◆ AIM OF THE EXERCISE:
Exactly one number should make up the answer: how many lines of the listing contain the string "const".

◆ DATA RECORDS:
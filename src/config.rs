use crate::cli::{Cli, Mode};
use crate::shell::ShellTemplate;
use std::path::{Path, PathBuf};

/// Name of the generated article inside every item folder
pub const ARTICLE_FILE: &str = "article.html";
pub const META_FILE: &str = "meta.json";
pub const DESCRIPTION_FILE: &str = "beschreibung.txt";

/// Everything a run needs, resolved once at startup
#[derive(Debug, Clone)]
pub struct Config {
    pub root: PathBuf,
    pub mode: Mode,
    pub index_path: PathBuf,
    pub url_prefix: String,
    pub item_type: String,
    pub force: bool,
    pub shell: ShellTemplate,
}

impl Config {
    /// Config with defaults derived from the root directory
    pub fn new(root: impl Into<PathBuf>, mode: Mode) -> Self {
        let root = root.into();
        let name = collection_name(&root);
        let index_path = default_index_path(&root, &name);

        Self {
            index_path,
            url_prefix: format!("/assets/{}", name),
            item_type: "work".to_string(),
            force: false,
            shell: ShellTemplate::default(),
            root,
            mode,
        }
    }

    pub fn from_cli(cli: &Cli) -> Self {
        let mut config = Self::new(&cli.root, cli.mode);

        if let Some(ref index) = cli.index {
            config.index_path = index.clone();
        }
        if let Some(ref prefix) = cli.url_prefix {
            config.url_prefix = prefix.trim_end_matches('/').to_string();
        }
        config.item_type = cli.item_type.clone();
        config.force = cli.force;

        config
    }

    /// Site-absolute base URL for one item folder
    pub fn item_base_url(&self, slug: &str) -> String {
        format!("{}/{}", self.url_prefix, slug)
    }
}

fn collection_name(root: &Path) -> String {
    // `.` and `..` have no file name; fall back to the resolved directory.
    root.file_name()
        .map(|n| n.to_string_lossy().to_string())
        .or_else(|| {
            root.canonicalize()
                .ok()
                .and_then(|p| p.file_name().map(|n| n.to_string_lossy().to_string()))
        })
        .unwrap_or_else(|| "work".to_string())
}

fn default_index_path(root: &Path, name: &str) -> PathBuf {
    let file = format!("{}-index.json", name);
    match root.parent() {
        Some(parent) => parent.join(file),
        None => PathBuf::from(file),
    }
}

◆ ANSWER TO THIS PROBLEM:
3